== Work request ==
Go through the records below and count every line containing "storage". Reply with the count alone.

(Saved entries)
□ □ □

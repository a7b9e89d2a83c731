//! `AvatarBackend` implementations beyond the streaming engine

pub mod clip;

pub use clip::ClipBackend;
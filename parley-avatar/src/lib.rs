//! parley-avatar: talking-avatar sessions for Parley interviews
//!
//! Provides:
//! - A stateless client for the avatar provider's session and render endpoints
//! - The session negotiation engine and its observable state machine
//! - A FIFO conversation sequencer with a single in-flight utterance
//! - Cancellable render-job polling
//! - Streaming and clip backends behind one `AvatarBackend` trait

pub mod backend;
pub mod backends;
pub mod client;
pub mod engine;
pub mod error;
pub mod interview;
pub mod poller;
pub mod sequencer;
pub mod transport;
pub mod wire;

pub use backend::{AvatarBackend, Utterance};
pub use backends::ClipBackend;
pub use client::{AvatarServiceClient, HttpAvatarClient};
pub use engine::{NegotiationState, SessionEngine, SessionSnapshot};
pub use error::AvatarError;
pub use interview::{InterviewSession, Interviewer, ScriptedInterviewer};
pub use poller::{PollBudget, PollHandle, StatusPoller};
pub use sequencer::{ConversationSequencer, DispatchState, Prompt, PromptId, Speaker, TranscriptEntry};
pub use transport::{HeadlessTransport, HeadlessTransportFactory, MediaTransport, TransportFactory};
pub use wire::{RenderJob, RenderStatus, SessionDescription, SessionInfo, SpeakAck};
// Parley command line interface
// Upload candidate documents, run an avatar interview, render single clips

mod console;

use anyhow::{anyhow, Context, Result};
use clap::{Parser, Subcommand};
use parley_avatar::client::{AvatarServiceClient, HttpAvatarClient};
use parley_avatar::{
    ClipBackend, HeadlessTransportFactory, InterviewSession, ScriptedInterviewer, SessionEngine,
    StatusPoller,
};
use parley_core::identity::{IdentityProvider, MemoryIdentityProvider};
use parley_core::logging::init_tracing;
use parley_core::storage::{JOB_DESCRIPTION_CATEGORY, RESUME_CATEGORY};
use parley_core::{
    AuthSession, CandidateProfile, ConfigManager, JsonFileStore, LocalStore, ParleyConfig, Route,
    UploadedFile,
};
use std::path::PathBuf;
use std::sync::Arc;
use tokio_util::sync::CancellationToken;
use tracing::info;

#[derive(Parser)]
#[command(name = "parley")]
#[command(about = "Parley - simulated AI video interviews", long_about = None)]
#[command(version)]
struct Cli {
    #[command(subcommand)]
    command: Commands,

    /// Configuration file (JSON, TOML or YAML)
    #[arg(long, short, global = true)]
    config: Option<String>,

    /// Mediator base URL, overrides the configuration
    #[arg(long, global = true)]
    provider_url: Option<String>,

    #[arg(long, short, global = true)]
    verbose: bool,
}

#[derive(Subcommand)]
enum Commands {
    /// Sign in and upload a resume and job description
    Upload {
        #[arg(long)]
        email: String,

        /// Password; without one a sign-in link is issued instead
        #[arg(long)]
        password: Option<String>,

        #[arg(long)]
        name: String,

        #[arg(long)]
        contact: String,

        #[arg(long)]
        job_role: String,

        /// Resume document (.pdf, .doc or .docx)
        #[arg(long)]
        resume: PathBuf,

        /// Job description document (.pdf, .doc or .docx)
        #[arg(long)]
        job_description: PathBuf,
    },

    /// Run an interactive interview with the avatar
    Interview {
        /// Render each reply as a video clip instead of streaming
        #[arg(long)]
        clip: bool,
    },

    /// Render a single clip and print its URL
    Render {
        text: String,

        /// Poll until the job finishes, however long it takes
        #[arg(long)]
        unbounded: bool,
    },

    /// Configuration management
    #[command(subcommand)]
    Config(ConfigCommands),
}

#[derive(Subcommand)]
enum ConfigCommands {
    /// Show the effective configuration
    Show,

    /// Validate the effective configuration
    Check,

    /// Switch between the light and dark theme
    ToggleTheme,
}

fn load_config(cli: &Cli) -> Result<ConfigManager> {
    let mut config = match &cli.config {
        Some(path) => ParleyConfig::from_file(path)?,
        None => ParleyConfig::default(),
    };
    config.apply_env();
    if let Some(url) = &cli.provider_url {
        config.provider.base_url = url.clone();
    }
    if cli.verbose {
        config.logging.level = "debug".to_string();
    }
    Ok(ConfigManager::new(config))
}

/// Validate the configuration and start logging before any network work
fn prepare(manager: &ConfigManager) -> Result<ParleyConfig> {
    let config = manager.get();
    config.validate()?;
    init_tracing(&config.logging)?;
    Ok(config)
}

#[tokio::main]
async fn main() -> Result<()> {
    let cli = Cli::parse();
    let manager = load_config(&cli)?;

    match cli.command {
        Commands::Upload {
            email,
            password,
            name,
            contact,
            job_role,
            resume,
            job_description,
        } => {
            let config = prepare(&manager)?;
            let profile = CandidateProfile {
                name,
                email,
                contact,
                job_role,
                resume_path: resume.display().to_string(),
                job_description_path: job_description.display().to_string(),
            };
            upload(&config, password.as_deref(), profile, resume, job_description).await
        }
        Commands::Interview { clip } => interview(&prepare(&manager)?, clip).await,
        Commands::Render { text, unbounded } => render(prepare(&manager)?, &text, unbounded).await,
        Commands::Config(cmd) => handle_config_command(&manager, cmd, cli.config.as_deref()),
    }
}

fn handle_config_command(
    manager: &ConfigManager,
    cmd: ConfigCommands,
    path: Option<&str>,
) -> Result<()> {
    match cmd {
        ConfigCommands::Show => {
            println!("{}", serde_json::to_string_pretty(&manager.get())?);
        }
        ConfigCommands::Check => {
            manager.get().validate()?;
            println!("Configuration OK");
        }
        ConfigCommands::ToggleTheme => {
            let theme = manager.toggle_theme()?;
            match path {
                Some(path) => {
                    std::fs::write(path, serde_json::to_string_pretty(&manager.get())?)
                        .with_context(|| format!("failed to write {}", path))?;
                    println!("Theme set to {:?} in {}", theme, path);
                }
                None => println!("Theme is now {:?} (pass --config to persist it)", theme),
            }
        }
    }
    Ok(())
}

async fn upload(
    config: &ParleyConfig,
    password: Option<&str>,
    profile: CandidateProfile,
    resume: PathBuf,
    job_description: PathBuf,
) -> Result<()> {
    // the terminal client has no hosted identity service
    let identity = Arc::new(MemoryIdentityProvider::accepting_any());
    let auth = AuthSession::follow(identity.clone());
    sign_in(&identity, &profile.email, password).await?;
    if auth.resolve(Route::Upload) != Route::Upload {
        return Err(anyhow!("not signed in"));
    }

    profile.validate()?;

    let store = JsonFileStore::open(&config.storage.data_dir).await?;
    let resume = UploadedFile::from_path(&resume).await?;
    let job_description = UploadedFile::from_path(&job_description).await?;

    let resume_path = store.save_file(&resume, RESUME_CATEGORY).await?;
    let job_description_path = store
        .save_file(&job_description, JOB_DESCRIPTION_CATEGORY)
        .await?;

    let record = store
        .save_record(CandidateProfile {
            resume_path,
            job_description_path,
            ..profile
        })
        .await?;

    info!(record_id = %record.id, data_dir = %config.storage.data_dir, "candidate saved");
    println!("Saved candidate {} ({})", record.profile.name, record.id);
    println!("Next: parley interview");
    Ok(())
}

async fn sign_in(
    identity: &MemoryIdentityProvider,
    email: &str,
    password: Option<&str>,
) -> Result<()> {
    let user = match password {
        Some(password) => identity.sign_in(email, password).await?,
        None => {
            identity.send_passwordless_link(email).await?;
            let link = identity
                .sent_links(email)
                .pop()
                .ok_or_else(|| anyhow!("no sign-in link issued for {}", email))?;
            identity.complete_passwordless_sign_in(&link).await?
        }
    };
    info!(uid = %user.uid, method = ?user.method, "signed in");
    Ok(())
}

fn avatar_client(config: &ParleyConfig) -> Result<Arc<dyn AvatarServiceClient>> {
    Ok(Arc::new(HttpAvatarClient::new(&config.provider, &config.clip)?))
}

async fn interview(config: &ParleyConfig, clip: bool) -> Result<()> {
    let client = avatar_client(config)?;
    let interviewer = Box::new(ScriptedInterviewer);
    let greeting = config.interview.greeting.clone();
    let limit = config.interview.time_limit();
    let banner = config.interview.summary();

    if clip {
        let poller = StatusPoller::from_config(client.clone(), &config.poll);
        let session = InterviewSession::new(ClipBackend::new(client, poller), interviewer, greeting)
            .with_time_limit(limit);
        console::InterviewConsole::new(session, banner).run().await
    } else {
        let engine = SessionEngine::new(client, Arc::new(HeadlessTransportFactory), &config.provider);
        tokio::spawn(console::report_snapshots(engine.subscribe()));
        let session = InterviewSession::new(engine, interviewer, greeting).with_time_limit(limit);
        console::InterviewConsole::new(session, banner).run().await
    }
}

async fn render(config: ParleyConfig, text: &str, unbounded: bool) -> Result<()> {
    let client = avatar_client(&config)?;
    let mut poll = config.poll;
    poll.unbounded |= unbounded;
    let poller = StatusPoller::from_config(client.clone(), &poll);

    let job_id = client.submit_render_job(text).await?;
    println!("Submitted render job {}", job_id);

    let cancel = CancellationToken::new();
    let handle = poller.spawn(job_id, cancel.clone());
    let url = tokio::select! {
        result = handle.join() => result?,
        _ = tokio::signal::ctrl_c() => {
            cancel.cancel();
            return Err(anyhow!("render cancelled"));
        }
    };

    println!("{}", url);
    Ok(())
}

□ □ □

== Solution to the exercise ==
3